A professora defende que essa desigualdade é sustentada por narrativas criadas no período escravocrata, que acabaram por naturalizar a ausência de pessoas negras em locais considerados de grande importância:

“Para justificar o processo de escravização, foram criadas falsas verdades sobre os povos negros e uma delas era a incompetência intelectual e profissional. No pós-abolição isso contribuiu para que o Estado privilegiasse a contratação de pessoas descendentes de europeus para a ocupação de vagas no mercado de trabalho. O Estado visava também estabelecer uma política para embranquecimento da população. Assim, a ausência de pessoas negras em lugares de liderança foi sendo naturalizada. Por exemplo: Quantos grandes executivos negros você conhece? E quantas mulheres negras ocupando esses cargos?
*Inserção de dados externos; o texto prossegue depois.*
#[cfg(test)]
mod tests {
    use super::*;
    use crate::db::CatalogDb;
    use hyper::StatusCode;
    use serde_json::{json, Value};

    fn server() -> HttpServer {
        let db = Arc::new(CatalogDb::open_in_memory().unwrap());
        HttpServer::new(
            Arc::new(CatalogService::new(db)),
            "127.0.0.1:0".parse().unwrap(),
        )
    }

    async fn call(
        server: &HttpServer,
        method: Method,
        path: &str,
        query: Option<&str>,
        body: Value,
    ) -> (StatusCode, Value) {
        let body = if body.is_null() { Vec::new() } else { serde_json::to_vec(&body).unwrap() };
        let response = server.route(&method, path, query, &body);
        let status = response.status();
        let bytes = response.into_body().collect().await.unwrap().to_bytes();
        (status, serde_json::from_slice(&bytes).unwrap())
    }

    #[tokio::test]
    async fn test_health() {
        let server = server();
        let (status, body) = call(&server, Method::GET, "/health", None, Value::Null).await;
        assert_eq!(status, StatusCode::OK);
        assert_eq!(body["status"], "ok");
        assert_eq!(body["work_count"], 0);

        let (status, _) = call(&server, Method::POST, "/health", None, Value::Null).await;
        assert_eq!(status, StatusCode::METHOD_NOT_ALLOWED);
    }

    #[tokio::test]
    async fn test_put_then_get_work() {
        let server = server();
        let id = Uuid::new_v4();
        let path = format!("/works/{}/movie", id);

        let movie = json!({"title": "Heat", "releaseYear": 1995});
        let (status, _) = call(&server, Method::PUT, &path, None, movie.clone()).await;
        assert_eq!(status, StatusCode::CREATED);
        let (status, _) = call(&server, Method::PUT, &path, None, movie).await;
        assert_eq!(status, StatusCode::OK);

        let (status, body) = call(&server, Method::GET, &format!("/works/{}", id), None, Value::Null).await;
        assert_eq!(status, StatusCode::OK);
        assert_eq!(body, json!({"uuid": id, "movie": {"title": "Heat", "releaseYear": 1995}}));
    }

    #[tokio::test]
    async fn test_kind_conflict_is_409() {
        let server = server();
        let id = Uuid::new_v4();

        let (status, _) = call(
            &server,
            Method::PUT,
            &format!("/works/{}/movie", id),
            None,
            json!({"title": "Heat"}),
        )
        .await;
        assert_eq!(status, StatusCode::CREATED);

        let (status, body) = call(
            &server,
            Method::PUT,
            &format!("/works/{}/movie-edition", id),
            None,
            json!({"editionType": "Director's Cut"}),
        )
        .await;
        assert_eq!(status, StatusCode::CONFLICT);
        assert!(body["error"].as_str().unwrap().contains("different kind"));

        let (status, _) = call(
            &server,
            Method::PATCH,
            &format!("/works/{}/movie-edition", id),
            None,
            json!({"editionType": "IMAX"}),
        )
        .await;
        assert_eq!(status, StatusCode::CONFLICT);
    }

    #[tokio::test]
    async fn test_validation_errors_are_400() {
        let server = server();
        let id = Uuid::new_v4();

        let (status, _) = call(&server, Method::PUT, &format!("/sources/{}/file", id), None, json!({})).await;
        assert_eq!(status, StatusCode::BAD_REQUEST);

        let (status, _) = call(
            &server,
            Method::PUT,
            &format!("/sources/{}/file", Uuid::nil()),
            None,
            json!({"path": "/a.mkv"}),
        )
        .await;
        assert_eq!(status, StatusCode::BAD_REQUEST);

        let (status, _) = call(&server, Method::PUT, &format!("/sources/{}/file", id), None, Value::Null).await;
        assert_eq!(status, StatusCode::BAD_REQUEST);

        let (status, _) = call(&server, Method::GET, "/works/not-a-uuid", None, Value::Null).await;
        assert_eq!(status, StatusCode::BAD_REQUEST);
    }

    #[tokio::test]
    async fn test_patch_missing_is_404() {
        let server = server();
        let (status, _) = call(
            &server,
            Method::PATCH,
            &format!("/sources/{}/disc", Uuid::new_v4()),
            None,
            json!({"allFilesAdded": true}),
        )
        .await;
        assert_eq!(status, StatusCode::NOT_FOUND);
    }

    #[tokio::test]
    async fn test_bad_page_token_is_400() {
        let server = server();
        let (status, body) = call(&server, Method::GET, "/plans", Some("pageToken=AAAA"), Value::Null).await;
        assert_eq!(status, StatusCode::BAD_REQUEST);
        assert_eq!(body["error"], "invalid page token");
    }

    #[tokio::test]
    async fn test_unknown_route_is_404() {
        let server = server();
        let (status, _) = call(&server, Method::GET, "/episodes", None, Value::Null).await;
        assert_eq!(status, StatusCode::NOT_FOUND);

        let (status, _) = call(&server, Method::DELETE, "/plans", None, Value::Null).await;
        assert_eq!(status, StatusCode::METHOD_NOT_ALLOWED);
    }

    #[tokio::test]
    async fn test_plan_listing() {
        let server = server();
        let source = Uuid::new_v4();
        let work = Uuid::new_v4();

        call(&server, Method::PUT, &format!("/sources/{}/file", source), None, json!({"path": "/a.mkv"})).await;
        call(&server, Method::PUT, &format!("/works/{}/movie", work), None, json!({"title": "A"})).await;

        for _ in 0..3 {
            let (status, _) = call(
                &server,
                Method::PUT,
                &format!("/plans/{}/direct", Uuid::new_v4()),
                None,
                json!({"sourceUuid": source, "workUuid": work}),
            )
            .await;
            assert_eq!(status, StatusCode::CREATED);
        }

        let query = format!("sourceUuid={}&pageSize=2", source);
        let (status, first) = call(&server, Method::GET, "/plans", Some(&query), Value::Null).await;
        assert_eq!(status, StatusCode::OK);
        assert_eq!(first["plans"].as_array().unwrap().len(), 2);
        let token = first["nextPageToken"].as_str().unwrap().to_string();

        let query = format!("sourceUuid={}&pageSize=2&pageToken={}", source, token);
        let (status, second) = call(&server, Method::GET, "/plans", Some(&query), Value::Null).await;
        assert_eq!(status, StatusCode::OK);
        assert_eq!(second["plans"].as_array().unwrap().len(), 1);
        assert!(second.get("nextPageToken").is_none());
        assert!(second["plans"][0]["direct"]["sourceUuid"].is_string());
    }
}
Quantos cientistas, médicos, juristas? Isso contribuiu e ainda contribui para que diversas empresas não acreditassem na competência profissional e na expertise das pessoas negras”, afirma Yone.

Estratégias

A consultora destaca algumas iniciativas que podem ser tomadas para o aumento da contratação de pessoas negras, entre elas:

  • Empresas admitirem que o racismo impacta a participação das pessoas negras nos espaços. Para confirmar, basta realizar um diagnóstico ocupacional – Onde estão e quais cargos são ocupados pelas pessoas negras?;
  • Todos os profissionais da empresa precisam compreender os impactos do racismo em todos os aspectos da vida das pessoas negras, incluindo no espaço profissional. Para isso, precisam investir em formação, em letramento racial.

Precisam contratar pessoas negras para ocupação de cargos e (não somente trainers) e possibilitar a ascensão funcional, oferecendo-lhes oportunidade de fazer cursos, participarem de eventos, por exemplo;

  • Qualificar a atuação do RH diante de situações de racismo, pois o silêncio contribui para a permanência da discriminação. Para isso será necessário a contratação de profissionais qualificados para assessoramento;
  • O Estado brasileiro, as empresas privadas precisam investir em políticas públicas capazes de enfrentar o desemprego e as situações de discriminação no espaço laboral.


Yone ainda reforça que esta não é uma preocupação que se deve ter apenas durante o Mês da Consciência Negra: “não basta esse tema ser debatido somente em novembro, Mês da Consciência Negra. O país desperdiça cotidianamente, a expertise, os conhecimentos e a competência de pessoas negras, os quais poderiam estar contribuindo para a transformação social e na criação de alternativas para a resolução dos problemas atuais, como os do aquecimento global, por exemplo”, explica.